The song was skipped, the music turned off. When I talked with Politics & Prose owner Bradley Graham this afternoon, he had said that this was for two reasons: 1) they were near to the beginning of Ms. Hopkinson’s reading that evening, and 2) sometimes you have to deal with frustrated customers while you’re balancing other events in your business. Graham cited other distractions in the minutes before the event, which kept him from keeping the music going. In a statement released on the bookstore’s Tumblr this afternoon, P&P owners Graham and Lissa Muscatine told their side of the story:
Politics & Prose does not censor or ban music or books, nor does the store allow one person’s point of view to silence a group discussion. This would contradict everything P&P has stood for throughout its 28 years. We regret that the music was turned off, however briefly, and that the interruption in any way detracted from an event that the author herself has described on her blog today as a “great reading” and “a truly wonderful dialogue about go-go music and the history of the Chocolate City.” As always, P&P will continue to provide a forum for community discussion that gives voice to a diverse range of ideas and points of view.

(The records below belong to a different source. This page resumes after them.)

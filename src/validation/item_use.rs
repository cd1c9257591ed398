//! Item activation guard chain.
//!
//! ```text
//! [Bag(1)][Slot(1)][CastCount(1)][SpellId(4)][ItemGuid(8)][GlyphIndex(4)][CastFlags(1)]
//! [Targets...][Trajectory if CastFlags & 0x02]
//! ```

use crate::core::buffer::CommandBuffer;
use crate::core::guid::ObjectGuid;
use crate::core::targets::{SpellCastTargets, Trajectory};
use crate::error::{constants, ReferenceKind, Result, SessionError};
use crate::validation::{
    ActionRequest, ActionSource, EquipError, Rejection, SpellCastResult, MAX_GLYPH_SLOT_INDEX,
};
use crate::world::item::{ItemClass, ItemView};
use crate::world::WorldServices;
use tracing::debug;

/// Fixed-size head of an item-use command.
#[derive(Debug, Clone, Copy, PartialEq, Eq)]
pub struct ItemUseHeader {
    pub bag: u8,
    pub slot: u8,
    pub cast_count: u8,
    pub spell_id: u32,
    pub item: ObjectGuid,
    pub glyph_index: u32,
    pub cast_flags: u8,
}

impl ItemUseHeader {
    pub fn read(buf: &mut CommandBuffer) -> Result<Self> {
        Ok(Self {
            bag: buf.read_u8()?,
            slot: buf.read_u8()?,
            cast_count: buf.read_u8()?,
            spell_id: buf.read_u32()?,
            item: buf.read_guid()?,
            glyph_index: buf.read_u32()?,
            cast_flags: buf.read_u8()?,
        })
    }
}

/// How an accepted item use ends.
#[derive(Debug, Clone, PartialEq)]
pub enum ItemUseOutcome {
    /// Hand the request to the simulation.
    Prepared(ActionRequest),
    /// A script consumed the use.
    Scripted,
}

fn not_found(item: Option<&ItemView>) -> SessionError {
    SessionError::Rejected(Rejection::equip(
        EquipError::ItemNotFound,
        item.map(|i| i.guid),
    ))
}

/// Run the item-use chain for `player`. On a rejection the unread tail of
/// `payload` is discarded.
pub fn validate(
    services: &WorldServices,
    player: ObjectGuid,
    payload: &mut CommandBuffer,
) -> Result<ItemUseOutcome> {
    let header = ItemUseHeader::read(payload)?;
    let outcome = check_and_build(services, player, &header, payload);
    if outcome.is_err() {
        payload.finish();
    }
    outcome
}

fn check_and_build(
    services: &WorldServices,
    player: ObjectGuid,
    header: &ItemUseHeader,
    payload: &mut CommandBuffer,
) -> Result<ItemUseOutcome> {
    let actors = &services.actors;
    let inventory = &services.inventory;

    if actors.mover_of(player) != player {
        return Err(SessionError::StateViolation(constants::ERR_REMOTE_CONTROL));
    }

    if header.glyph_index >= u32::from(MAX_GLYPH_SLOT_INDEX) {
        return Err(not_found(None));
    }

    let item = inventory
        .item_at(player, header.bag, header.slot)
        .ok_or_else(|| not_found(None))?;
    if item.guid != header.item {
        return Err(not_found(None));
    }

    debug!(
        bag = header.bag,
        slot = header.slot,
        cast_count = header.cast_count,
        spell_id = header.spell_id,
        glyph_index = header.glyph_index,
        "Item use"
    );

    let proto = item.proto.as_ref().ok_or_else(|| not_found(Some(&item)))?;

    if proto.equippable && !item.equipped {
        return Err(not_found(Some(&item)));
    }

    let usable = inventory.can_use_item(player, &item);
    if !usable.is_ok() {
        return Err(SessionError::Rejected(Rejection::equip(usable, Some(item.guid))));
    }

    if item.in_trade {
        return Err(not_found(Some(&item)));
    }

    if proto.class == ItemClass::Consumable && !proto.usable_in_arena && inventory.in_arena(player)
    {
        return Err(SessionError::Rejected(Rejection::equip(
            EquipError::NotDuringArenaMatch,
            Some(item.guid),
        )));
    }

    if (proto.area != 0 && proto.area != inventory.area_id(player))
        || (proto.map != 0 && proto.map != inventory.map_id(player))
    {
        return match services.spells.spell(header.spell_id) {
            Some(spell) => Err(SessionError::Rejected(Rejection::Cast {
                spell_id: spell.id,
                cast_count: header.cast_count,
                result: SpellCastResult::IncorrectArea,
            })),
            None => Err(SessionError::unknown(ReferenceKind::Spell, header.spell_id)),
        };
    }

    if actors.in_combat(player) {
        let non_combat = proto
            .spells
            .iter()
            .filter_map(|id| services.spells.spell(*id))
            .any(|spell| spell.non_combat);
        if non_combat {
            return Err(SessionError::Rejected(Rejection::equip(
                EquipError::NotInCombat,
                Some(item.guid),
            )));
        }
        if proto.potion && inventory.last_potion(player).is_some() {
            return Err(SessionError::Rejected(Rejection::equip(
                EquipError::ObjectIsBusy,
                Some(item.guid),
            )));
        }
    }

    if proto.bonding.binds_on_use() && !item.soulbound {
        inventory.bind_to_owner(player, item.guid);
    }

    let targets = SpellCastTargets::read_for_caster(payload, player)?;
    let trajectory = Trajectory::read_if_flagged(payload, header.cast_flags)?;

    let target_unit = targets
        .unit
        .and_then(|guid| actors.region_of(player).and_then(|region| region.unit(guid)));

    if !inventory.target_valid_for_item(&item, target_unit.as_ref()) {
        let spell = services.spells.spell(header.spell_id);
        let result = match &spell {
            Some(spell) if spell.effects[0].implicit_target.is_point_or_area() => {
                SpellCastResult::NoValidTargets
            }
            _ => SpellCastResult::BadTargets,
        };
        return Err(SessionError::Rejected(Rejection::Target {
            item: item.guid,
            spell_id: spell.map(|s| s.id),
            cast_count: header.cast_count,
            result,
        }));
    }

    if services.scripts.on_item_use(player, &item, &targets) {
        return Ok(ItemUseOutcome::Scripted);
    }

    Ok(ItemUseOutcome::Prepared(ActionRequest {
        source: ActionSource::Item {
            item: item.guid,
            // bounded by MAX_GLYPH_SLOT_INDEX above
            glyph_index: header.glyph_index as u8,
        },
        caster: player,
        original_caster: player,
        spell_id: header.spell_id,
        cast_count: header.cast_count,
        targets,
        trajectory,
        triggered: false,
        triggered_by: None,
    }))
}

We reached out for more detail from Natalie Hopkinson on the signing last night, but our email has not been returned. Hopkinson will likely also have a message from Graham, as he said he’d been trying to reach her since the posting on her blog went live this morning.
No story is as simple as a single viewpoint, something which Hopkinson’s own book reflects.
The plight of the oppressed blonde in Chevy Chase is no minor thing….
How odd. Both that anyone could hear anything over the noise in P&P and that anyone would think that’s racist. She’da been real unhappy in my house in November 2008; “Paint the white house black” played pretty much daily.
Someone shoulda shot her with the bop gun to free her mind.
Love me some P&P, a bastion of progressive thought.